▶ _TASK BRIEF_
Scan the entries below. Return every line that includes "RgbaImage".

══ RECORDS SUPPLIED

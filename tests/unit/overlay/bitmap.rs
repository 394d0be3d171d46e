use super::*;
use crate::overlay::provider::Placement;

fn red_square(size: u32) -> RgbaImage {
    RgbaImage::from_pixel(size, size, image::Rgba([255, 0, 0, 255]))
}

#[test]
fn fill_stretches_over_the_frame() {
    let mut overlay = ImageOverlay::from_rgba(red_square(2), Layout::default(), 0.5).unwrap();
    overlay.set_dimensions(8, 4).unwrap();
    let texture = overlay.provide().unwrap();
    assert_eq!((texture.width, texture.height), (8, 4));
    assert_eq!(texture.opacity, 0.5);
    assert!(texture.data.chunks_exact(4).all(|px| px == [255, 0, 0, 255]));
}

#[test]
fn corner_placement_leaves_the_rest_transparent() {
    let layout = Layout {
        placement: Placement::BottomRight,
        margin: 2,
        scale: 0.5,
    };
    let mut overlay = ImageOverlay::from_rgba(red_square(4), layout, 1.0).unwrap();
    overlay.set_dimensions(16, 16).unwrap();
    let texture = overlay.provide().unwrap();
    let at = |x: usize, y: usize| texture.data[(y * 16 + x) * 4 + 3];
    assert_eq!(at(0, 0), 0);
    assert_eq!(at(13, 13), 255);
    assert_eq!(at(6, 6), 255);
    assert_eq!(at(5, 5), 0);
    assert_eq!(at(15, 15), 0);
}

#[test]
fn provide_requires_dimensions() {
    let mut overlay = ImageOverlay::from_rgba(red_square(1), Layout::default(), 1.0).unwrap();
    assert!(overlay.provide().is_err());
}

#[test]
fn png_files_decode() {
    let dir = tempfile::tempdir().unwrap();
    let path = dir.path().join("logo.png");
    red_square(3).save(&path).unwrap();
    let mut overlay = ImageOverlay::open(&path, Layout::default(), 1.0).unwrap();
    overlay.set_dimensions(3, 3).unwrap();
    assert!(!overlay.provide().unwrap().is_invisible());

    assert!(ImageOverlay::open(&dir.path().join("missing.png"), Layout::default(), 1.0).is_err());
}
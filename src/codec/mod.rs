pub(crate) mod bitstream;
pub(crate) mod driver;
pub(crate) mod ffmpeg;
pub(crate) mod soft;
pub(crate) mod stage;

════

▶ _EXERCISE RESPONSE_
fn red_square(size: u32) -> RgbaImage {
    RgbaImage::from_pixel(size, size, image::Rgba([255, 0, 0, 255]))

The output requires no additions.